For the longest time, my mission was to master Whole Wheat baking! It’s been quite an adventure, filled with many tasteless, virtually indistinguishable from cardboard, roadblocks. I can confidently say that I can now bake completely Whole Wheat with ease and I’m often able to fool those that try my stuff (internal cheering). To use everyone’s favorite word, my desserts and treats are moist **cringing**.
My latest adventure has been to bake not only completely Whole Wheat but to also bake … VEGAN. Why? Clearly I’m a sucker for punishment. Really though, I’m already a vegetarian and I’ve been trying to cut back on dairy. I figured the easiest place to start was to try Vegan recipes I spotted on Pinterest. Boy was that a mistake! Perhaps I sound uppity, but I happen to be of the opinion that food should be edible HAH. After trying a few cookie recipes that were about as tasty as the Host (here’s to you church goers), I scrapped the search entirely.
Now, I’m simply adapting some of my own past recipes and figuring out what works through trial and error! I had much better luck once I started researching vegan swaps for ingredients I was already using.

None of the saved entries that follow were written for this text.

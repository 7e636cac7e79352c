//! Lifecycle management subsystem.
//!
//! # Data Flow
//! ```text
//! Startup (startup.rs):
//!     Config → Order store → Reseller client → HTTP server
//!
//! Signals (signals.rs):
//!     SIGTERM/SIGINT → Shutdown::trigger
//!
//! Shutdown (shutdown.rs):
//!     Broadcast → server stops accepting → in-flight requests drain → exit
//! ```

pub mod shutdown;
pub mod signals;
pub mod startup;

pub use shutdown::Shutdown;
pub use signals::shutdown_on_signal;
pub use startup::{build_server, open_store, StartupError};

- In lieu of eggs, you can use a Tablespoon of flax meal mixed with 3 Tablespoons of water (let it sit and thicken for a few minutes).

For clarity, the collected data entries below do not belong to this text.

//! Inbound credential checks.
//!
//! Browser sessions present the gateway key as a bearer token; the payment
//! processor presents a shared secret header.

use axum::{
    extract::{Request, State},
    http::{header, HeaderMap, StatusCode},
    middleware::Next,
    response::{IntoResponse, Response},
    Json,
};

use crate::http::proxy::ProxyResponse;
use crate::http::server::AppState;

pub const WEBHOOK_SECRET_HEADER: &str = "x-webhook-secret";

/// `Authorization: Bearer <expected>`. An unset key matches nothing.
pub fn bearer_matches(headers: &HeaderMap, expected: &str) -> bool {
    let presented = headers
        .get(header::AUTHORIZATION)
        .and_then(|h| h.to_str().ok())
        .and_then(|v| v.strip_prefix("Bearer "));
    match presented {
        Some(token) => !expected.is_empty() && constant_time_eq(token.as_bytes(), expected.as_bytes()),
        None => false,
    }
}

/// Shared secret header sent by the payment processor. An unset secret matches nothing.
pub fn webhook_secret_matches(headers: &HeaderMap, expected: &str) -> bool {
    let presented = headers
        .get(WEBHOOK_SECRET_HEADER)
        .and_then(|h| h.to_str().ok());
    match presented {
        Some(secret) => !expected.is_empty() && constant_time_eq(secret.as_bytes(), expected.as_bytes()),
        None => false,
    }
}

fn constant_time_eq(a: &[u8], b: &[u8]) -> bool {
    if a.len() != b.len() {
        return false;
    }
    a.iter().zip(b).fold(0u8, |acc, (x, y)| acc | (x ^ y)) == 0
}

/// Rejects requests without the gateway key.
pub async fn require_api_key(State(state): State<AppState>, request: Request, next: Next) -> Response {
    if bearer_matches(request.headers(), &state.config.server.api_key) {
        return next.run(request).await;
    }

    tracing::warn!(path = %request.uri().path(), "Rejected request without valid API key");
    (
        StatusCode::UNAUTHORIZED,
        Json(ProxyResponse::failure("Unauthorized")),
    )
        .into_response()
}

- Need buttermilk? Mix a cup of soy milk with a teaspoon of apple cider vinegar. It actually curdles…first time I was so shocked I squeaked!
Now as a result of a few failed muffin recipes, please enjoy this absolutely ROCKIN’ Vegan Chocolate Chocolate Chip Muffin recipe :).
Vegan Chocolate Chocolate Chip Muffins – Yields 12 Muffins
- 1 Cup White Whole Wheat Flour (I use Trader Joe’s)
- 1/3 Cup of Cocoa Powder
- 1/3 Cup of Sugar (If it’s Organic, it should be 100% Vegan)
- 1 Teaspoon of Baking Soda
- 1/2 Teaspoon of Baking Powder
- 1/2 Teaspoon of Cinnamon
- 1/4 Teaspoon of Salt
- 1/2 Cup Semi-Sweet Chocolate Chips (The one from Trader Joe’s is dairy-free)
- 1 Cup of Soy milk + 1 teaspoon of Apple Cider Vinegar (mix & let sit for 5 minutes). Vegan Buttermilk…YAY!
- 1/3 Cup of Avocado Oil (any vegetable oil will do but Avocado oil has a nice mellow taste and a high smoke point which makes it great for baking).
- 2 Tablespoons of Brewed Coffee
- 2 Teaspoons of Vanilla Extract
- Preheat your oven to 400°. Baking muffins at a higher temperature for the first 5 minutes helps the tops to puff up!
- Grease a 12 muffin non-stick baking pan or line with cupcake liners (make sure to spray your cupcake liners w/ non-stick spray)!
- Mix all dry ingredients together in a bowl and whisk to incorporate, except for the Chocolate Chips which will be added last.
- Mix the teaspoon of ACV with the cup of Soy milk and allow to site for 5 minutes to curdle. If avoiding soy milk, cashew milk is a nice creamy alternative.
- Add remaining wet ingredients to your soy milk/acv and whisk together.
- Add wet ingredients to dry ingredients and stir until fully incorporated.
- Fold chocolate chips into your batter.
- Divide your batter evenly into a 12 muffin baking pan. If you have a 1/4 cup dry measuring cup, this is a nice mess free way to scoop the batter into the muffin tin.
- Place the muffin tin into the oven and bake at 400° for 5 minutes.
- After those 5 minutes, reduce the temperate on the oven to 350° and bake for an additional 12-13 minutes. Do not take the muffins out when reducing the temp – leave those suckers right where they are!
- Remove pan from the oven and allow the muffins to remain in the pan for approx. 5 minutes before turning them out.